//! HTTP server for the relay API.
//!
//! Exposes order submission and lookup under `/api` plus a liveness probe.

use axum::{
	extract::{rejection::JsonRejection, DefaultBodyLimit, Path, State},
	http::StatusCode,
	response::Json,
	routing::{get, post},
	Router,
};
use orderbot_config::ApiConfig;
use orderbot_core::OrderEngine;
use orderbot_types::{APIError, OrderView, SubmissionPayload, SubmitOrdersResponse};
use serde_json::Value;
use std::sync::Arc;
use tokio::net::TcpListener;
use tower::ServiceBuilder;
use tower_http::{cors::CorsLayer, trace::TraceLayer};

/// Shared application state for the API server.
#[derive(Clone)]
pub struct AppState {
	pub engine: Arc<OrderEngine>,
}

/// Builds the API router.
pub fn router(engine: Arc<OrderEngine>, max_request_size: usize) -> Router {
	Router::new()
		.nest(
			"/api",
			Router::new()
				.route("/orders", post(handle_submit_orders))
				.route("/orders/{id}", get(handle_get_order_by_id)),
		)
		.route("/health", get(handle_health))
		.layer(
			ServiceBuilder::new()
				.layer(TraceLayer::new_for_http())
				.layer(CorsLayer::permissive())
				.layer(DefaultBodyLimit::max(max_request_size)),
		)
		.with_state(AppState { engine })
}

/// Starts the HTTP server and serves until the listener fails.
pub async fn start_server(
	api_config: ApiConfig,
	engine: Arc<OrderEngine>,
) -> Result<(), Box<dyn std::error::Error>> {
	let app = router(engine, api_config.max_request_size);

	let bind_address = format!("{}:{}", api_config.host, api_config.port);
	let listener = TcpListener::bind(&bind_address).await?;

	tracing::info!("Relay API server starting on {}", bind_address);

	axum::serve(listener, app).await?;

	Ok(())
}

/// Handles POST /api/orders requests.
async fn handle_submit_orders(
	State(state): State<AppState>,
	payload: Result<Json<SubmissionPayload>, JsonRejection>,
) -> Result<(StatusCode, Json<SubmitOrdersResponse>), APIError> {
	let Json(payload) = payload.map_err(|rejection| {
		tracing::warn!("Rejected malformed submission: {}", rejection.body_text());
		APIError::bad_request("INVALID_REQUEST", rejection.body_text())
	})?;

	match crate::apis::order::submit_orders(payload, &state.engine).await {
		Ok((status, response)) => Ok((status, Json(response))),
		Err(e) => {
			tracing::warn!("Order submission failed: {}", e);
			Err(APIError::from(e))
		},
	}
}

/// Handles GET /api/orders/{id} requests.
async fn handle_get_order_by_id(
	Path(id): Path<String>,
	State(state): State<AppState>,
) -> Result<Json<OrderView>, APIError> {
	match crate::apis::order::get_order_by_id(&id, &state.engine).await {
		Ok(view) => Ok(Json(view)),
		Err(e) => {
			tracing::warn!("Order retrieval failed: {}", e);
			Err(APIError::from(e))
		},
	}
}

async fn handle_health() -> Json<Value> {
	Json(serde_json::json!({ "status": "ok" }))
}

#[cfg(test)]
mod tests {
	use super::*;
	use axum::body::{to_bytes, Body};
	use axum::http::Request;
	use orderbot_config::Config;
	use orderbot_core::DeclineLedger;
	use orderbot_notify::implementations::memory::{MemoryGateway, RecordedCall};
	use orderbot_notify::GatewayHandles;
	use orderbot_storage::implementations::memory::MemoryStorage;
	use orderbot_storage::StorageService;
	use orderbot_types::{ChatId, CustomerId, OrderStatus};
	use tower::ServiceExt;

	const CONFIG: &str = r#"
[service]
id = "api-test"

[chats]
main_chat_id = -100
workers_chat_id = -200

[ledger]
decline_threshold = 1

[storage]
primary = "memory"
[storage.implementations.memory]

[gateway]
primary = "memory"
[gateway.implementations.memory]
"#;

	async fn setup() -> (Router, Arc<OrderEngine>, Arc<MemoryGateway>) {
		let config: Config = CONFIG.parse().unwrap();
		let storage = Arc::new(StorageService::new(Box::new(MemoryStorage::new())));
		let ledger = Arc::new(DeclineLedger::load(storage, 1).await);
		let gateway = Arc::new(MemoryGateway::new());
		let engine = Arc::new(OrderEngine::new(
			config,
			ledger,
			GatewayHandles {
				gateway: gateway.clone(),
				events: gateway.clone(),
			},
		));
		(router(engine.clone(), 64 * 1024), engine, gateway)
	}

	fn item(name: &str, customer: i64) -> Value {
		serde_json::json!({
			"name": name,
			"phone": "555-0100",
			"address": "1 Main St",
			"branchName": "Central",
			"note": "",
			"menuCategory": "Pizza",
			"menuItem": "Margherita",
			"quantity": 2,
			"price": 9.5,
			"telegramId": customer
		})
	}

	async fn post_orders(app: Router, body: String) -> (StatusCode, Value) {
		let response = app
			.oneshot(
				Request::builder()
					.method("POST")
					.uri("/api/orders")
					.header("content-type", "application/json")
					.body(Body::from(body))
					.unwrap(),
			)
			.await
			.unwrap();
		let status = response.status();
		let bytes = to_bytes(response.into_body(), usize::MAX).await.unwrap();
		(status, serde_json::from_slice(&bytes).unwrap())
	}

	async fn get(app: Router, uri: &str) -> (StatusCode, Value) {
		let response = app
			.oneshot(Request::builder().uri(uri).body(Body::empty()).unwrap())
			.await
			.unwrap();
		let status = response.status();
		let bytes = to_bytes(response.into_body(), usize::MAX).await.unwrap();
		(status, serde_json::from_slice(&bytes).unwrap())
	}

	#[tokio::test]
	async fn test_health() {
		let (app, _, _) = setup().await;
		let (status, body) = get(app, "/health").await;
		assert_eq!(status, StatusCode::OK);
		assert_eq!(body, serde_json::json!({"status": "ok"}));
	}

	#[tokio::test]
	async fn test_submit_single_item() {
		let (app, _, gateway) = setup().await;
		let (status, body) = post_orders(app, item("Ana", 1).to_string()).await;

		assert_eq!(status, StatusCode::OK);
		assert_eq!(
			body,
			serde_json::json!({"success": true, "sent": 1, "failed": [], "blocked": []})
		);
		let posted = gateway.posted_in(ChatId(-100)).await;
		assert_eq!(posted.len(), 1);
		assert!(posted[0].contains("• Margherita x2 = 19$"));
	}

	#[tokio::test]
	async fn test_submit_batch_groups_customers() {
		let (app, _, gateway) = setup().await;
		let batch = Value::Array(vec![item("Ana", 1), item("Ben", 2), item("Ana", 1)]);
		let (status, body) = post_orders(app, batch.to_string()).await;

		assert_eq!(status, StatusCode::OK);
		assert_eq!(body["sent"], 2);
		assert_eq!(gateway.posted_in(ChatId(-100)).await.len(), 2);
	}

	#[tokio::test]
	async fn test_blocked_customer() {
		let (app, engine, _) = setup().await;
		engine.ledger().record_decline(CustomerId(2)).await;

		let (status, body) = post_orders(app.clone(), item("Ben", 2).to_string()).await;
		assert_eq!(status, StatusCode::FORBIDDEN);
		assert_eq!(
			body,
			serde_json::json!({"success": false, "sent": 0, "failed": [], "blocked": [2]})
		);

		let batch = Value::Array(vec![item("Ben", 2), item("Ana", 1)]);
		let (status, body) = post_orders(app, batch.to_string()).await;
		assert_eq!(status, StatusCode::OK);
		assert_eq!(body["sent"], 1);
		assert_eq!(body["blocked"], serde_json::json!([2]));
		assert_eq!(body["success"], false);
	}

	#[tokio::test]
	async fn test_invalid_submissions() {
		let (app, _, gateway) = setup().await;

		let (status, body) = post_orders(app.clone(), "[]".to_string()).await;
		assert_eq!(status, StatusCode::BAD_REQUEST);
		assert_eq!(body["error"], "EMPTY_BATCH");

		let mut zero = item("Ana", 1);
		zero["quantity"] = serde_json::json!(0);
		let (status, body) = post_orders(app.clone(), zero.to_string()).await;
		assert_eq!(status, StatusCode::BAD_REQUEST);
		assert_eq!(body["error"], "INVALID_ITEM");
		assert_eq!(body["details"]["index"], 0);

		let mut huge = item("Ana", 1);
		huge["quantity"] = serde_json::json!(10);
		huge["price"] = serde_json::json!(1e28);
		let (status, body) = post_orders(app.clone(), huge.to_string()).await;
		assert_eq!(status, StatusCode::BAD_REQUEST);
		assert_eq!(body["error"], "INVALID_ITEM");

		let (status, body) = post_orders(app,"{\"name\": \"Ana\"}".to_string()).await;
		assert_eq!(status, StatusCode::BAD_REQUEST);
		assert_eq!(body["error"], "INVALID_REQUEST");

		assert!(gateway.calls().await.is_empty());
	}

	#[tokio::test]
	async fn test_get_order() {
		let (app, engine, gateway) = setup().await;
		post_orders(app.clone(), item("Ana", 1).to_string()).await;

		let token = match &gateway.calls().await[0] {
			RecordedCall::Text { controls, .. } => controls.as_ref().unwrap().buttons[0].token.clone(),
			other => panic!("unexpected call {:?}", other),
		};
		let id = token.trim_start_matches("confirm:").to_string();

		let (status, body) = get(app.clone(), &format!("/api/orders/{}", id)).await;
		assert_eq!(status, StatusCode::OK);
		assert_eq!(body["id"], id.as_str());
		assert_eq!(body["status"], "pending");
		let total: rust_decimal::Decimal = body["total"].as_str().unwrap().parse().unwrap();
		assert_eq!(total, rust_decimal::Decimal::from(19));
		assert_eq!(
			engine.order(&id.as_str().into()).await.unwrap().status,
			OrderStatus::Pending
		);

		let (status, body) = get(app, "/api/orders/missing").await;
		assert_eq!(status, StatusCode::NOT_FOUND);
		assert_eq!(body["error"], "ORDER_NOT_FOUND");
	}
}
//! Configuration validation for pluggable implementations.
//!
//! Storage backends and gateways receive their own TOML table from the
//! config file. Each implementation describes the table it accepts as a
//! [`Schema`], and the factory validates the table before building anything.

use thiserror::Error;

/// Errors that can occur during configuration validation.
#[derive(Debug, Error)]
pub enum ValidationError {
	#[error("Missing required field: {0}")]
	MissingField(String),
	#[error("Invalid value for field '{field}': {message}")]
	InvalidValue { field: String, message: String },
	#[error("Type mismatch for field '{field}': expected {expected}, got {actual}")]
	TypeMismatch {
		field: String,
		expected: String,
		actual: String,
	},
	#[error("Failed to deserialize config: {0}")]
	DeserializationError(String),
}

/// Type of a configuration field.
#[derive(Debug)]
pub enum FieldType {
	String,
	/// Integer with optional inclusive bounds.
	Integer { min: Option<i64>, max: Option<i64> },
	Boolean,
}

/// Extra check run after the type check passes.
pub type FieldValidator = Box<dyn Fn(&toml::Value) -> Result<(), String> + Send + Sync>;

/// A named field in a [`Schema`].
pub struct Field {
	pub name: String,
	pub field_type: FieldType,
	pub validator: Option<FieldValidator>,
}

impl std::fmt::Debug for Field {
	fn fmt(&self, f: &mut std::fmt::Formatter<'_>) -> std::fmt::Result {
		f.debug_struct("Field")
			.field("name", &self.name)
			.field("field_type", &self.field_type)
			.field("validator", &self.validator.is_some())
			.finish()
	}
}

impl Field {
	pub fn new(name: impl Into<String>, field_type: FieldType) -> Self {
		Self {
			name: name.into(),
			field_type,
			validator: None,
		}
	}

	pub fn with_validator<F>(mut self, validator: F) -> Self
	where
		F: Fn(&toml::Value) -> Result<(), String> + Send + Sync + 'static,
	{
		self.validator = Some(Box::new(validator));
		self
	}

	fn check(&self, value: &toml::Value) -> Result<(), ValidationError> {
		validate_field_type(&self.name, value, &self.field_type)?;
		if let Some(validator) = &self.validator {
			validator(value).map_err(|message| ValidationError::InvalidValue {
				field: self.name.clone(),
				message,
			})?;
		}
		Ok(())
	}
}

/// Required and optional fields of a TOML table.
#[derive(Debug)]
pub struct Schema {
	pub required: Vec<Field>,
	pub optional: Vec<Field>,
}

impl Schema {
	pub fn new(required: Vec<Field>, optional: Vec<Field>) -> Self {
		Self { required, optional }
	}

	/// Validates `config`, which must be a table.
	///
	/// Unknown keys are ignored.
	pub fn validate(&self, config: &toml::Value) -> Result<(), ValidationError> {
		let table = config
			.as_table()
			.ok_or_else(|| ValidationError::TypeMismatch {
				field: "root".to_string(),
				expected: "table".to_string(),
				actual: config.type_str().to_string(),
			})?;

		for field in &self.required {
			let value = table
				.get(&field.name)
				.ok_or_else(|| ValidationError::MissingField(field.name.clone()))?;
			field.check(value)?;
		}

		for field in &self.optional {
			if let Some(value) = table.get(&field.name) {
				field.check(value)?;
			}
		}

		Ok(())
	}
}

fn validate_field_type(
	field_name: &str,
	value: &toml::Value,
	expected_type: &FieldType,
) -> Result<(), ValidationError> {
	let mismatch = |expected: &str| ValidationError::TypeMismatch {
		field: field_name.to_string(),
		expected: expected.to_string(),
		actual: value.type_str().to_string(),
	};

	match expected_type {
		FieldType::String => {
			if !value.is_str() {
				return Err(mismatch("string"));
			}
		},
		FieldType::Integer { min, max } => {
			let int_val = value.as_integer().ok_or_else(|| mismatch("integer"))?;

			if let Some(min_val) = min {
				if int_val < *min_val {
					return Err(ValidationError::InvalidValue {
						field: field_name.to_string(),
						message: format!("Value {} is less than minimum {}", int_val, min_val),
					});
				}
			}

			if let Some(max_val) = max {
				if int_val > *max_val {
					return Err(ValidationError::InvalidValue {
						field: field_name.to_string(),
						message: format!("Value {} is greater than maximum {}", int_val, max_val),
					});
				}
			}
		},
		FieldType::Boolean => {
			if !value.is_bool() {
				return Err(mismatch("boolean"));
			}
		},
	}

	Ok(())
}

/// Implemented by every pluggable backend to validate its config table.
pub trait ConfigSchema: Send + Sync {
	fn validate(&self, config: &toml::Value) -> Result<(), ValidationError>;
}
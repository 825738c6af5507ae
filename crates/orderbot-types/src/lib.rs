//! Common types module for the order relay.
//!
//! This module defines the core data types shared by every relay component:
//! submitted line items, grouped customer orders, the order lifecycle status,
//! staff action tokens and the messaging primitives exchanged with the
//! notification gateway.

/// Staff action tokens and the events that carry them.
pub mod action;
/// API types for HTTP endpoints and request/response structures.
pub mod api;
/// Messaging primitives shared with the notification gateway.
pub mod messaging;
/// Order types including line items, grouped orders and lifecycle status.
pub mod order;
/// Redacting wrapper for secrets such as the bot token.
pub mod secret_string;
/// Storage types for managing persistent data.
pub mod storage;
/// Utility functions for formatting and timestamps.
pub mod utils;
/// Configuration validation types for ensuring type-safe configurations.
pub mod validation;

// Re-export all types for convenient access
pub use action::*;
pub use api::*;
pub use messaging::*;
pub use order::*;
pub use secret_string::SecretString;
pub use storage::*;
pub use utils::{current_timestamp, escape_html, format_amount, truncate_id};
pub use validation::*;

——————

Instructions to follow
Everything from the first line above through the line that contains "-> Result<(), Box<dyn" should be duplicated exactly, please, and nothing beyond it.

Response to the exercise
//! HTTP server for the relay API.
//!
//! Exposes order submission and lookup under `/api` plus a liveness probe.

use axum::{
	extract::{rejection::JsonRejection, DefaultBodyLimit, Path, State},
	http::StatusCode,
	response::Json,
	routing::{get, post},
	Router,
};
use orderbot_config::ApiConfig;
use orderbot_core::OrderEngine;
use orderbot_types::{APIError, OrderView, SubmissionPayload, SubmitOrdersResponse};
use serde_json::Value;
use std::sync::Arc;
use tokio::net::TcpListener;
use tower::ServiceBuilder;
use tower_http::{cors::CorsLayer, trace::TraceLayer};

/// Shared application state for the API server.
#[derive(Clone)]
pub struct AppState {
	pub engine: Arc<OrderEngine>,
}

/// Builds the API router.
pub fn router(engine: Arc<OrderEngine>, max_request_size: usize) -> Router {
	Router::new()
		.nest(
			"/api",
			Router::new()
				.route("/orders", post(handle_submit_orders))
				.route("/orders/{id}", get(handle_get_order_by_id)),
		)
		.route("/health", get(handle_health))
		.layer(
			ServiceBuilder::new()
				.layer(TraceLayer::new_for_http())
				.layer(CorsLayer::permissive())
				.layer(DefaultBodyLimit::max(max_request_size)),
		)
		.with_state(AppState { engine })
}

/// Starts the HTTP server and serves until the listener fails.
pub async fn start_server(
	api_config: ApiConfig,
	engine: Arc<OrderEngine>,
) -> Result<(), Box<dyn std::error::Error>> {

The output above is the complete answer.